(RECORDS FOR THE TASK begins)

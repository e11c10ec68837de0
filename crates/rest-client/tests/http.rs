//! HTTP backend against a mock server.

use std::collections::BTreeMap;
use std::sync::Arc;

use bytes::Bytes;
use dispatch::backend::{BackendCall, BackendClient, BackendRequest, BackendResponse};
use dispatch::{
    ApiVersion, Dispatcher, EndpointConfig, ErrorKind, Message, Operation, PayloadFormat,
    RecordId, SObjectName, TypeRegistry,
};
use rest_client::{HttpBackend, StaticToken};
use serde_json::{json, Value};
use tokio::runtime::Handle;
use tokio::sync::oneshot;
use wiremock::matchers::{body_string, header, method, path, query_param};
use wiremock::{Mock, MockServer, ResponseTemplate};

fn backend(base: &str) -> HttpBackend {
    HttpBackend::new(
        base,
        ApiVersion::DEFAULT,
        Arc::new(StaticToken::new("00Dx!token")),
        Handle::current(),
    )
    .expect("backend")
}

fn request(call: BackendCall) -> BackendRequest {
    BackendRequest {
        call,
        body: None,
        format: PayloadFormat::Json,
        headers: BTreeMap::new(),
    }
}

async fn execute(backend: &HttpBackend, request: BackendRequest) -> BackendResponse {
    let (sender, receiver) = oneshot::channel();
    backend.execute(
        request,
        Box::new(move |response| {
            let _ = sender.send(response);
        }),
    );
    receiver.await.expect("callback invoked")
}

fn get_account() -> BackendCall {
    BackendCall::GetSObject {
        object: SObjectName::new("Account").expect("name"),
        id: RecordId::new("001xx").expect("id"),
        fields: vec!["Id".to_owned(), "Name".to_owned()],
    }
}

#[tokio::test]
async fn rest_calls_send_bearer_credentials_and_return_headers() {
    let server = MockServer::start().await;
    Mock::given(method("GET"))
        .and(path("/services/data/v56.0/sobjects/Account/001xx"))
        .and(query_param("fields", "Id,Name"))
        .and(header("authorization", "Bearer 00Dx!token"))
        .and(header("accept", "application/json"))
        .respond_with(
            ResponseTemplate::new(200)
                .set_body_string(r#"{"Id":"001xx","Name":"Acme"}"#)
                .insert_header("Sforce-Limit-Info", "api-usage=18/5000"),
        )
        .expect(1)
        .mount(&server)
        .await;

    let response = execute(&backend(&server.uri()), request(get_account())).await;

    assert!(response.error.is_none());
    assert_eq!(
        response.body.as_deref(),
        Some(&br#"{"Id":"001xx","Name":"Acme"}"#[..])
    );
    assert_eq!(response.headers["sforce-limit-info"], "api-usage=18/5000");
}

#[tokio::test]
async fn bulk_calls_send_the_session_header_and_body() {
    let server = MockServer::start().await;
    Mock::given(method("POST"))
        .and(path("/services/async/56.0/job"))
        .and(header("x-sfdc-session", "00Dx!token"))
        .and(header("content-type", "application/json"))
        .and(body_string(r#"{"object":"Account","operation":"insert"}"#))
        .respond_with(ResponseTemplate::new(201).set_body_string(r#"{"id":"750x","state":"Open"}"#))
        .expect(1)
        .mount(&server)
        .await;

    let mut create = request(BackendCall::CreateJob { pk_chunking: None });
    create.body = Some(Bytes::from_static(br#"{"object":"Account","operation":"insert"}"#));
    let response = execute(&backend(&server.uri()), create).await;

    assert!(response.error.is_none());
    assert!(response.body.is_some());
}

#[tokio::test]
async fn pk_chunked_jobs_send_the_chunking_header() {
    let server = MockServer::start().await;
    Mock::given(method("POST"))
        .and(path("/services/async/56.0/job"))
        .and(header("sforce-enable-pkchunking", "chunkSize=50000"))
        .respond_with(ResponseTemplate::new(201).set_body_string(r#"{"id":"750x"}"#))
        .expect(1)
        .mount(&server)
        .await;

    let mut create = request(BackendCall::CreateJob {
        pk_chunking: Some("chunkSize=50000".to_owned()),
    });
    create.body = Some(Bytes::from_static(br#"{"object":"Account","operation":"query"}"#));
    let response = execute(&backend(&server.uri()), create).await;

    assert!(response.error.is_none());
}

#[tokio::test]
async fn propagated_headers_are_forwarded() {
    let server = MockServer::start().await;
    Mock::given(method("GET"))
        .and(path("/services/data/v56.0/limits"))
        .and(header("sforce-call-options", "client=sfcall"))
        .respond_with(ResponseTemplate::new(200).set_body_string("{}"))
        .expect(1)
        .mount(&server)
        .await;

    let mut limits = request(BackendCall::Limits);
    limits
        .headers
        .insert("Sforce-Call-Options".to_owned(), vec!["client=sfcall".to_owned()]);
    let response = execute(&backend(&server.uri()), limits).await;

    assert!(response.error.is_none());
}

#[tokio::test]
async fn error_statuses_keep_the_body() {
    let server = MockServer::start().await;
    let body = r#"[{"errorCode":"NOT_FOUND","message":"The requested resource does not exist"}]"#;
    Mock::given(method("GET"))
        .respond_with(ResponseTemplate::new(404).set_body_string(body))
        .mount(&server)
        .await;

    let response = execute(&backend(&server.uri()), request(get_account())).await;

    let error = response.error.expect("status error");
    assert_eq!(error.status, Some(404));
    assert_eq!(error.body.as_deref(), Some(body.as_bytes()));
    assert!(response.body.is_none());
}

#[tokio::test]
async fn empty_success_bodies_are_absent() {
    let server = MockServer::start().await;
    Mock::given(method("DELETE"))
        .respond_with(ResponseTemplate::new(204))
        .mount(&server)
        .await;

    let delete = request(BackendCall::DeleteSObject {
        object: SObjectName::new("Account").expect("name"),
        id: RecordId::new("001xx").expect("id"),
    });
    let response = execute(&backend(&server.uri()), delete).await;

    assert!(response.error.is_none());
    assert!(response.body.is_none());
}

#[tokio::test]
async fn unreachable_hosts_are_transport_errors() {
    let listener = std::net::TcpListener::bind("127.0.0.1:0").expect("bind");
    let uri = format!("http://{}", listener.local_addr().expect("address"));
    drop(listener);

    let response = execute(&backend(&uri), request(BackendCall::Limits)).await;

    let error = response.error.expect("transport error");
    assert_eq!(error.status, None);
}

#[tokio::test]
async fn dispatcher_decodes_through_the_http_backend() {
    let server = MockServer::start().await;
    Mock::given(method("GET"))
        .and(path("/services/data/v56.0/sobjects/Account/001xx"))
        .respond_with(ResponseTemplate::new(200).set_body_string(r#"{"Id":"001xx","Name":"Acme"}"#))
        .mount(&server)
        .await;
    Mock::given(method("GET"))
        .and(path("/services/data/v56.0/sobjects/Account/001gone"))
        .respond_with(ResponseTemplate::new(404).set_body_string(
            r#"[{"errorCode":"NOT_FOUND","message":"gone"}]"#,
        ))
        .mount(&server)
        .await;

    let dispatcher = Dispatcher::new(
        Operation::GetSObject,
        EndpointConfig::default(),
        TypeRegistry::new().with::<Value>("Account"),
        Arc::new(backend(&server.uri())),
    );

    let found = dispatcher
        .call(Message::new().with_header("sObjectName", "Account").with_body("001xx"))
        .await;
    let record = found
        .into_result()
        .expect("record")
        .into_record::<Value>()
        .expect("document");
    assert_eq!(record, json!({"Id": "001xx", "Name": "Acme"}));

    let missing = dispatcher
        .call(Message::new().with_header("sObjectName", "Account").with_body("001gone"))
        .await;
    let error = missing.error().expect("not found");
    assert_eq!(error.kind(), ErrorKind::Backend);
    assert_eq!(error.status(), Some(404));
    assert!(error.to_string().contains("NOT_FOUND"));
}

(RECORDS FOR THE TASK ends)

**ASSIGNMENT**
Exact copies of all the lines above are required.

**RESULT OF THE EXERCISE**
repository e11c10ec68837de0
filename crates/rest-client/tests/http.rs
//! HTTP backend against a mock server.

use std::collections::BTreeMap;
use std::sync::Arc;

use bytes::Bytes;
use dispatch::backend::{BackendCall, BackendClient, BackendRequest, BackendResponse};
use dispatch::{
    ApiVersion, Dispatcher, EndpointConfig, ErrorKind, Message, Operation, PayloadFormat,
    RecordId, SObjectName, TypeRegistry,
};
use rest_client::{HttpBackend, StaticToken};
use serde_json::{json, Value};
use tokio::runtime::Handle;
use tokio::sync::oneshot;
use wiremock::matchers::{body_string, header, method, path, query_param};
use wiremock::{Mock, MockServer, ResponseTemplate};

fn backend(base: &str) -> HttpBackend {
    HttpBackend::new(
        base,
        ApiVersion::DEFAULT,
        Arc::new(StaticToken::new("00Dx!token")),
        Handle::current(),
    )
    .expect("backend")
}

fn request(call: BackendCall) -> BackendRequest {
    BackendRequest {
        call,
        body: None,
        format: PayloadFormat::Json,
        headers: BTreeMap::new(),
    }
}

async fn execute(backend: &HttpBackend, request: BackendRequest) -> BackendResponse {
    let (sender, receiver) = oneshot::channel();
    backend.execute(
        request,
        Box::new(move |response| {
            let _ = sender.send(response);
        }),
    );
    receiver.await.expect("callback invoked")
}

fn get_account() -> BackendCall {
    BackendCall::GetSObject {
        object: SObjectName::new("Account").expect("name"),
        id: RecordId::new("001xx").expect("id"),
        fields: vec!["Id".to_owned(), "Name".to_owned()],
    }
}

#[tokio::test]
async fn rest_calls_send_bearer_credentials_and_return_headers() {
    let server = MockServer::start().await;
    Mock::given(method("GET"))
        .and(path("/services/data/v56.0/sobjects/Account/001xx"))
        .and(query_param("fields", "Id,Name"))
        .and(header("authorization", "Bearer 00Dx!token"))
        .and(header("accept", "application/json"))
        .respond_with(
            ResponseTemplate::new(200)
                .set_body_string(r#"{"Id":"001xx","Name":"Acme"}"#)
                .insert_header("Sforce-Limit-Info", "api-usage=18/5000"),
        )
        .expect(1)
        .mount(&server)
        .await;

    let response = execute(&backend(&server.uri()), request(get_account())).await;

    assert!(response.error.is_none());
    assert_eq!(
        response.body.as_deref(),
        Some(&br#"{"Id":"001xx","Name":"Acme"}"#[..])
    );
    assert_eq!(response.headers["sforce-limit-info"], "api-usage=18/5000");
}

#[tokio::test]
async fn bulk_calls_send_the_session_header_and_body() {
    let server = MockServer::start().await;
    Mock::given(method("POST"))
        .and(path("/services/async/56.0/job"))
        .and(header("x-sfdc-session", "00Dx!token"))
        .and(header("content-type", "application/json"))
        .and(body_string(r#"{"object":"Account","operation":"insert"}"#))
        .respond_with(ResponseTemplate::new(201).set_body_string(r#"{"id":"750x","state":"Open"}"#))
        .expect(1)
        .mount(&server)
        .await;

    let mut create = request(BackendCall::CreateJob { pk_chunking: None });
    create.body = Some(Bytes::from_static(br#"{"object":"Account","operation":"insert"}"#));
    let response = execute(&backend(&server.uri()), create).await;

    assert!(response.error.is_none());
    assert!(response.body.is_some());
}

#[tokio::test]
async fn pk_chunked_jobs_send_the_chunking_header() {
    let server = MockServer::start().await;
    Mock::given(method("POST"))
        .and(path("/services/async/56.0/job"))
        .and(header("sforce-enable-pkchunking", "chunkSize=50000"))
        .respond_with(ResponseTemplate::new(201).set_body_string(r#"{"id":"750x"}"#))
        .expect(1)
        .mount(&server)
        .await;

    let mut create = request(BackendCall::CreateJob {
        pk_chunking: Some("chunkSize=50000".to_owned()),
    });
    create.body = Some(Bytes::from_static(br#"{"object":"Account","operation":"query"}"#));
    let response = execute(&backend(&server.uri()), create).await;

    assert!(response.error.is_none());
}

#[tokio::test]
async fn propagated_headers_are_forwarded() {
    let server = MockServer::start().await;
    Mock::given(method("GET"))
        .and(path("/services/data/v56.0/limits"))
        .and(header("sforce-call-options", "client=sfcall"))
        .respond_with(ResponseTemplate::new(200).set_body_string("{}"))
        .expect(1)
        .mount(&server)
        .await;

    let mut limits = request(BackendCall::Limits);
    limits
        .headers
        .insert("Sforce-Call-Options".to_owned(), vec!["client=sfcall".to_owned()]);
    let response = execute(&backend(&server.uri()), limits).await;

    assert!(response.error.is_none());
}

#[tokio::test]
async fn error_statuses_keep_the_body() {
    let server = MockServer::start().await;
    let body = r#"[{"errorCode":"NOT_FOUND","message":"The requested resource does not exist"}]"#;
    Mock::given(method("GET"))
        .respond_with(ResponseTemplate::new(404).set_body_string(body))
        .mount(&server)
        .await;

    let response = execute(&backend(&server.uri()), request(get_account())).await;

    let error = response.error.expect("status error");
    assert_eq!(error.status, Some(404));
    assert_eq!(error.body.as_deref(), Some(body.as_bytes()));
    assert!(response.body.is_none());
}

#[tokio::test]
async fn empty_success_bodies_are_absent() {
    let server = MockServer::start().await;
    Mock::given(method("DELETE"))
        .respond_with(ResponseTemplate::new(204))
        .mount(&server)
        .await;

    let delete = request(BackendCall::DeleteSObject {
        object: SObjectName::new("Account").expect("name"),
        id: RecordId::new("001xx").expect("id"),
    });
    let response = execute(&backend(&server.uri()), delete).await;

    assert!(response.error.is_none());
    assert!(response.body.is_none());
}

#[tokio::test]
async fn unreachable_hosts_are_transport_errors() {
    let listener = std::net::TcpListener::bind("127.0.0.1:0").expect("bind");
    let uri = format!("http://{}", listener.local_addr().expect("address"));
    drop(listener);

    let response = execute(&backend(&uri), request(BackendCall::Limits)).await;

    let error = response.error.expect("transport error");
    assert_eq!(error.status, None);
}

#[tokio::test]
async fn dispatcher_decodes_through_the_http_backend() {
    let server = MockServer::start().await;
    Mock::given(method("GET"))
        .and(path("/services/data/v56.0/sobjects/Account/001xx"))
        .respond_with(ResponseTemplate::new(200).set_body_string(r#"{"Id":"001xx","Name":"Acme"}"#))
        .mount(&server)
        .await;
    Mock::given(method("GET"))
        .and(path("/services/data/v56.0/sobjects/Account/001gone"))
        .respond_with(ResponseTemplate::new(404).set_body_string(
            r#"[{"errorCode":"NOT_FOUND","message":"gone"}]"#,
        ))
        .mount(&server)
        .await;

    let dispatcher = Dispatcher::new(
        Operation::GetSObject,
        EndpointConfig::default(),
        TypeRegistry::new().with::<Value>("Account"),
        Arc::new(backend(&server.uri())),
    );

    let found = dispatcher
        .call(Message::new().with_header("sObjectName", "Account").with_body("001xx"))
        .await;
    let record = found
        .into_result()
        .expect("record")
        .into_record::<Value>()
        .expect("document");
    assert_eq!(record, json!({"Id": "001xx", "Name": "Acme"}));

    let missing = dispatcher
        .call(Message::new().with_header("sObjectName", "Account").with_body("001gone"))
        .await;
    let error = missing.error().expect("not found");
    assert_eq!(error.kind(), ErrorKind::Backend);
    assert_eq!(error.status(), Some(404));
    assert!(error.to_string().contains("NOT_FOUND"));
}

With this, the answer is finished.